— Description of the task —
In the listing below, start your output at the line with "a documented lifecycle." and end it after the line with "#[derive(Debug, Clone, PartialEq, Eq, thiserror::Error)]", copying every line exactly.

— Supplied material —
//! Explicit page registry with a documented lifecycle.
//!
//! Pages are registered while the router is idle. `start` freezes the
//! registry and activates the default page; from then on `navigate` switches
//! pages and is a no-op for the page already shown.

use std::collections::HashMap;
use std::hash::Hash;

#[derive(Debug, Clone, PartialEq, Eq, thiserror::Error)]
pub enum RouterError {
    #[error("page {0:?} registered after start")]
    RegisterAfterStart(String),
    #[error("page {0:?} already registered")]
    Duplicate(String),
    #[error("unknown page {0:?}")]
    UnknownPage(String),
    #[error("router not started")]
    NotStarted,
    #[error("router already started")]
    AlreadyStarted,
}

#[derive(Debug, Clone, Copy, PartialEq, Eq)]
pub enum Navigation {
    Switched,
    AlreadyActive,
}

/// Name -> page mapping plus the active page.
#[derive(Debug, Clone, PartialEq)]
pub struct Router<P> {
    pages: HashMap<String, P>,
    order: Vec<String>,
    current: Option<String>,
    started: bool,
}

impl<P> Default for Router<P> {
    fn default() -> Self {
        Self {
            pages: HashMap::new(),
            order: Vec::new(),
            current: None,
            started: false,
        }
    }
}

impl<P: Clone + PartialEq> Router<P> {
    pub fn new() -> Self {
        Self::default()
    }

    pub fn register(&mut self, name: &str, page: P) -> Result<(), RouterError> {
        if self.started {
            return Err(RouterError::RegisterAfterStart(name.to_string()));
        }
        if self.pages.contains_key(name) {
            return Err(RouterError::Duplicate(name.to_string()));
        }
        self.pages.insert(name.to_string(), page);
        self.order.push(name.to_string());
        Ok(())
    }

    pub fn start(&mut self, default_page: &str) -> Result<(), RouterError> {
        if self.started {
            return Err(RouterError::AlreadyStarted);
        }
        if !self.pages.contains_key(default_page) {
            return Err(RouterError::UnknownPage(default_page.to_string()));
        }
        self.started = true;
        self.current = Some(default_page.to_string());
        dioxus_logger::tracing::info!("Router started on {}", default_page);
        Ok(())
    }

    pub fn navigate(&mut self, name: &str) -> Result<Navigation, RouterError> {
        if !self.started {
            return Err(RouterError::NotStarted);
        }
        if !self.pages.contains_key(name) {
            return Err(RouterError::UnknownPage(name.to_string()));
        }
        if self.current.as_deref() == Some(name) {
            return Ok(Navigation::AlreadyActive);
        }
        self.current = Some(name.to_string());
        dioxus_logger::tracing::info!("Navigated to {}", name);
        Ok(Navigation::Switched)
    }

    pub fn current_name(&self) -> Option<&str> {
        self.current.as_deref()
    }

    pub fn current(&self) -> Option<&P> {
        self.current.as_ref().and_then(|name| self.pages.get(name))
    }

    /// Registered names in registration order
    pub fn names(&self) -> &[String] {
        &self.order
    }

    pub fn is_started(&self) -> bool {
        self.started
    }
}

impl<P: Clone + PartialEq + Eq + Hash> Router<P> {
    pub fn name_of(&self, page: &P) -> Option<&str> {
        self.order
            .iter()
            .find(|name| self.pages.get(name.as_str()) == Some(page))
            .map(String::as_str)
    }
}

...

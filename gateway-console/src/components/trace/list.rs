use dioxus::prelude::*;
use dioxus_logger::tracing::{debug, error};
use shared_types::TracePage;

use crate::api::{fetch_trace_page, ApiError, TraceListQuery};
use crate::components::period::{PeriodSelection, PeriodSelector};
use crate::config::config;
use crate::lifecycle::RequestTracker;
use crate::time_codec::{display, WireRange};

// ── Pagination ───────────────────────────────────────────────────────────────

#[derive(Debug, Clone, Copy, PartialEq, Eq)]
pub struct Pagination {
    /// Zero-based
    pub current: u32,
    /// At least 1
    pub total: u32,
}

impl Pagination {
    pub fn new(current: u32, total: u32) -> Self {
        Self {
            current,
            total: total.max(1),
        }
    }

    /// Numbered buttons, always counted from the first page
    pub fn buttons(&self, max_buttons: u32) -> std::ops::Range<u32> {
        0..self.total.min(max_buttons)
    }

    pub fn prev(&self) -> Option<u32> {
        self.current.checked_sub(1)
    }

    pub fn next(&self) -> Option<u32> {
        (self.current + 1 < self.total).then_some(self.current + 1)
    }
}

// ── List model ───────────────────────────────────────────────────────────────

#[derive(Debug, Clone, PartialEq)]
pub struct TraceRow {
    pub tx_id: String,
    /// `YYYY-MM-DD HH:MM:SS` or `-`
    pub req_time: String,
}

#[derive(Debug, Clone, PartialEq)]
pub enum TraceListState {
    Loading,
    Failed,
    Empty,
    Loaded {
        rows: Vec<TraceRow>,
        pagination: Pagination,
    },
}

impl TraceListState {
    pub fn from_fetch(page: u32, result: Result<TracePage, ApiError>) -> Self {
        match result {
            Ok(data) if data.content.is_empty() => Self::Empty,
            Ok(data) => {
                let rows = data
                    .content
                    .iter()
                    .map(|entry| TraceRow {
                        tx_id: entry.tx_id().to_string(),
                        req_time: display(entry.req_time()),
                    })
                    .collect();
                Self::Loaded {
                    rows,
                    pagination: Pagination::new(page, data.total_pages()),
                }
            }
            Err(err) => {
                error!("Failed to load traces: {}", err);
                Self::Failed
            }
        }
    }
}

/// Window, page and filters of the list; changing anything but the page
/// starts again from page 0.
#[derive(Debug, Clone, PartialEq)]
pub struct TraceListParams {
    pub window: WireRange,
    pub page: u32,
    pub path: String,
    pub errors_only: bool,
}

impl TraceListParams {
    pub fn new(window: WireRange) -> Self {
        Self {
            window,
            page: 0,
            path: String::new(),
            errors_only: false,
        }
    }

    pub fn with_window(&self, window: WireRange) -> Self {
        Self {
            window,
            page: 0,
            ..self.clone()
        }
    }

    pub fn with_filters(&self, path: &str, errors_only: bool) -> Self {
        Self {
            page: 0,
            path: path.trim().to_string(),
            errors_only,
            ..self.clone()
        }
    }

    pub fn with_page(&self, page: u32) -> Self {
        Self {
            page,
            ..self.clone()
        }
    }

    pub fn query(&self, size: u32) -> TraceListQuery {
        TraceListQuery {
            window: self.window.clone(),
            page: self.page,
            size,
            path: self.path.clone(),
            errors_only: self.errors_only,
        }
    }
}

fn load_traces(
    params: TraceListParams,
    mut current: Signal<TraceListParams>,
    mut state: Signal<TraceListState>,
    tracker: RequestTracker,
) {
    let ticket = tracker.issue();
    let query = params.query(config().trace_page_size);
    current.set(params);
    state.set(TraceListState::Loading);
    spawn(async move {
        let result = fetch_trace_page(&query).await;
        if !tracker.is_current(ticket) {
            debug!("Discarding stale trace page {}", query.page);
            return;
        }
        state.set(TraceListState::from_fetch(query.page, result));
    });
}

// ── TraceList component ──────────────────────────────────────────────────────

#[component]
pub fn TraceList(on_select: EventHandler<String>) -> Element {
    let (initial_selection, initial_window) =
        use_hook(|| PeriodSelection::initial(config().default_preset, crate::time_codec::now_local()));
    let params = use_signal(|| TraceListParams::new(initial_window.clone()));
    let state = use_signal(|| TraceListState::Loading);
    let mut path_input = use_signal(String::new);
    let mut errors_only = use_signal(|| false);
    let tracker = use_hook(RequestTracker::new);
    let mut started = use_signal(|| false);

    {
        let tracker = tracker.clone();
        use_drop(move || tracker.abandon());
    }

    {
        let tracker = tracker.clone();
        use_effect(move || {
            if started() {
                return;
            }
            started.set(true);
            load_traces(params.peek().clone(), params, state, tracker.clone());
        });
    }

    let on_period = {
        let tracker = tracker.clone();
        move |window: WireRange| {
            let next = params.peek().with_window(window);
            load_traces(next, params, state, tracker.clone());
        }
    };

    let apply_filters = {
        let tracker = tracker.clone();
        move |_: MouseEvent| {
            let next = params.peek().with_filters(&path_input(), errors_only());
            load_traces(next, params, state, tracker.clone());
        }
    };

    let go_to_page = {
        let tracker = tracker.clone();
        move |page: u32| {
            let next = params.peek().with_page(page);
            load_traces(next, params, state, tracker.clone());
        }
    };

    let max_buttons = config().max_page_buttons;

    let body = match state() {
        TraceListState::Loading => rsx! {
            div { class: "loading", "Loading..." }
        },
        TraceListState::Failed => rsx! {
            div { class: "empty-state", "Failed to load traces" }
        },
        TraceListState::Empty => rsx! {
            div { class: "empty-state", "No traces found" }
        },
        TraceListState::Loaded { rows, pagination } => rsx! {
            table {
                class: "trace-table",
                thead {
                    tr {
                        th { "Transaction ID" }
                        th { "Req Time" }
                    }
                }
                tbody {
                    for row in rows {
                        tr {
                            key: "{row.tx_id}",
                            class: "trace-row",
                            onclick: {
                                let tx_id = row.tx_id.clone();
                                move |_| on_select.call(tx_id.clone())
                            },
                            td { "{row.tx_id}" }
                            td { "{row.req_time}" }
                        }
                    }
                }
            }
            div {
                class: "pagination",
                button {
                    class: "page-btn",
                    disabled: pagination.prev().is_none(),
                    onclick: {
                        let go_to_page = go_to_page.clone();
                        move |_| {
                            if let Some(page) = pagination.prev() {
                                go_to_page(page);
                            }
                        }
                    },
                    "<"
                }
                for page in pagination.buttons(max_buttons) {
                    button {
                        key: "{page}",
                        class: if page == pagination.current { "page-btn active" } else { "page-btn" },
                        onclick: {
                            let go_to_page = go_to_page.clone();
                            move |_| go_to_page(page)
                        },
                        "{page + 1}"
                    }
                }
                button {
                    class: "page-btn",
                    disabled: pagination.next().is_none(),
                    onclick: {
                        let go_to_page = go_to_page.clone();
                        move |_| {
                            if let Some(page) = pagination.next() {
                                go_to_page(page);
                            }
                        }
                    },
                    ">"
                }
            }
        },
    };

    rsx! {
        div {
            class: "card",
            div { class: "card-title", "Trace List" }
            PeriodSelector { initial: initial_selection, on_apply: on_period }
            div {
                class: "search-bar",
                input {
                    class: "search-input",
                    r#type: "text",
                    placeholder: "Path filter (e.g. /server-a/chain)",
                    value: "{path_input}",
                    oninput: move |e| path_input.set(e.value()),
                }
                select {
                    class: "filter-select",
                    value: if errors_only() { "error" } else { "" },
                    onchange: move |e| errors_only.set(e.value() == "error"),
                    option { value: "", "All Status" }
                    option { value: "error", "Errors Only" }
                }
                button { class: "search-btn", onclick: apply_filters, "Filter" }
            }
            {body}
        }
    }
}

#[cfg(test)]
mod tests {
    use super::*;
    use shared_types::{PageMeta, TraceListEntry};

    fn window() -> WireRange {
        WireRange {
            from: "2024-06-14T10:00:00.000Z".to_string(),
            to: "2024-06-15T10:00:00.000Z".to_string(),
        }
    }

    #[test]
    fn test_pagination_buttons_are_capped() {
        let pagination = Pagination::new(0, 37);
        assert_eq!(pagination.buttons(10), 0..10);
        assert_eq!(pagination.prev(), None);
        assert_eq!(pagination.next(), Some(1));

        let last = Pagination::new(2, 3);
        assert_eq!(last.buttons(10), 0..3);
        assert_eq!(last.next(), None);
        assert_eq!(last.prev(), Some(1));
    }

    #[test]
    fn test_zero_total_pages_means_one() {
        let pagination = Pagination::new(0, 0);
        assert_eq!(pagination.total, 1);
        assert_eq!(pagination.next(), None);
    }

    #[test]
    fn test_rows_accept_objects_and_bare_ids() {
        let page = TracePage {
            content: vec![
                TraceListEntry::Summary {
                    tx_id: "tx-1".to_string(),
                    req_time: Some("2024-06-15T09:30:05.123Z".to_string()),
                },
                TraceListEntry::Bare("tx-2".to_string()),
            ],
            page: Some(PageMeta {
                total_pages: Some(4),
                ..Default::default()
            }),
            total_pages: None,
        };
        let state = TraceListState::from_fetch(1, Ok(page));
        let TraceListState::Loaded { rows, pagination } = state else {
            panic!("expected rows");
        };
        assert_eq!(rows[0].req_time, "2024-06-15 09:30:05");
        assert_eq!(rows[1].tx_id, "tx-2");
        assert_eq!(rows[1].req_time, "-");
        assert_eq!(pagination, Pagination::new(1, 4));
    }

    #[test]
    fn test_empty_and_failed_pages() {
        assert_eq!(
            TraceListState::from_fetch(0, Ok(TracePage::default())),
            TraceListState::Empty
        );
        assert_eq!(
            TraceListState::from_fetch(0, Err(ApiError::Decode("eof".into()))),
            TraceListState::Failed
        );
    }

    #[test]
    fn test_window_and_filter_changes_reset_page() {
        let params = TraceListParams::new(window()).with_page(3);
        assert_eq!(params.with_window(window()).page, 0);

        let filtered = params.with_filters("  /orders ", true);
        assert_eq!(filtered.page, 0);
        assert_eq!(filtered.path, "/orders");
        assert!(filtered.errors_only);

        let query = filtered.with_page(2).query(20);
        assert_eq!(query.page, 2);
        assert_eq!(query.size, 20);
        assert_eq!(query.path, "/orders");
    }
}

---

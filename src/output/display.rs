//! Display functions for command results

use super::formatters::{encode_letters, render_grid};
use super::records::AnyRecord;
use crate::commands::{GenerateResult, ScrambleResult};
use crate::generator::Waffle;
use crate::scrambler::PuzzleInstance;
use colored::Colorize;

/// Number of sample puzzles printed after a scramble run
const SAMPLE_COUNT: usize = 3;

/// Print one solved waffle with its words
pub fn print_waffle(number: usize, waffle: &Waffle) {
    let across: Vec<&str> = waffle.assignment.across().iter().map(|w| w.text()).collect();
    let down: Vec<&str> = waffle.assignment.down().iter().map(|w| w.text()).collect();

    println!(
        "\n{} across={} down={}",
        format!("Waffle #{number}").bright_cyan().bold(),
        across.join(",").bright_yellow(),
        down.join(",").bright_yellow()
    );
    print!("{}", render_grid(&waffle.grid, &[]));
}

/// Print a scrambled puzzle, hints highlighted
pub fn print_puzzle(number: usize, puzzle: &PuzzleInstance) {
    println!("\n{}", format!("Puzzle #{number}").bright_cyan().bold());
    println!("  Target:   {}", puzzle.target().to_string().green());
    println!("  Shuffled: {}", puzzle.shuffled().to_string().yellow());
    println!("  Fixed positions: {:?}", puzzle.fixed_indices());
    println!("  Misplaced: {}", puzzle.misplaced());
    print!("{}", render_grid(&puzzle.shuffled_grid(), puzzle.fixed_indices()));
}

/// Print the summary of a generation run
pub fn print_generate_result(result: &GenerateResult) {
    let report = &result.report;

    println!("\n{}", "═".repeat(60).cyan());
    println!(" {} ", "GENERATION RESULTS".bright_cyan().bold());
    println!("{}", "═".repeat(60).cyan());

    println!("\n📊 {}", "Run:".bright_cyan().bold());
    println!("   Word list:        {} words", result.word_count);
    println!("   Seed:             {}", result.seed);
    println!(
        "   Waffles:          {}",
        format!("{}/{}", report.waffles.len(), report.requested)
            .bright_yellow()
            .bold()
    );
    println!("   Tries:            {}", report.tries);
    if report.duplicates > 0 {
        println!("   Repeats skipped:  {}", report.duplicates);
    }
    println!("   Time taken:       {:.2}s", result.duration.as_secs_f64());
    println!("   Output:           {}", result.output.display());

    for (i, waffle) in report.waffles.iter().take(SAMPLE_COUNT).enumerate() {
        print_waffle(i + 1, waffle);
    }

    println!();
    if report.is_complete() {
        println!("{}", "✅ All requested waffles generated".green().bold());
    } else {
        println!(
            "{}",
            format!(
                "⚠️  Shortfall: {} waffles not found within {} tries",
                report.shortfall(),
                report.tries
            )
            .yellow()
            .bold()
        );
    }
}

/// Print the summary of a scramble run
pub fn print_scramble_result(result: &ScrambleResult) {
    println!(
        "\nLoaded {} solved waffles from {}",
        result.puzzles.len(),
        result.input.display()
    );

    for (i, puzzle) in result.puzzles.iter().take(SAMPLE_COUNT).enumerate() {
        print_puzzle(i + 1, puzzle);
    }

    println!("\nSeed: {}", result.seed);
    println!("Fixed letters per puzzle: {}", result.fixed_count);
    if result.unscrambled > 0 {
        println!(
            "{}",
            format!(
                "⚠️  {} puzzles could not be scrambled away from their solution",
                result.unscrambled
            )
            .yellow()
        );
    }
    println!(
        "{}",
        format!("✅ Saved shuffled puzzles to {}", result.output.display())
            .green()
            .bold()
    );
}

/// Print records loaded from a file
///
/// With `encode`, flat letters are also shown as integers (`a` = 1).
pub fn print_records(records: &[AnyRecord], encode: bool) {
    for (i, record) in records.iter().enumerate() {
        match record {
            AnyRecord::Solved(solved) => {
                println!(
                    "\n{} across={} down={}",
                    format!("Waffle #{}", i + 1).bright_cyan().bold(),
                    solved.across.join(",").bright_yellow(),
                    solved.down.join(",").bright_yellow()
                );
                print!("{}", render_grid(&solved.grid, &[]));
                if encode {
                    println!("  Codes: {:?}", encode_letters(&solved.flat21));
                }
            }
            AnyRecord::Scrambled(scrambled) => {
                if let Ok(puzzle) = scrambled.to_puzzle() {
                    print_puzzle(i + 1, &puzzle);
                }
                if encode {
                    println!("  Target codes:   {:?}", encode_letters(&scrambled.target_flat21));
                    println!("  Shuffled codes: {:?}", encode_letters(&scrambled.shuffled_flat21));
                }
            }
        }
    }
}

— Output for this task —
//! Explicit page registry with a documented lifecycle.
//!
//! Pages are registered while the router is idle. `start` freezes the
//! registry and activates the default page; from then on `navigate` switches
//! pages and is a no-op for the page already shown.

use std::collections::HashMap;
use std::hash::Hash;

#[derive(Debug, Clone, PartialEq, Eq, thiserror::Error)]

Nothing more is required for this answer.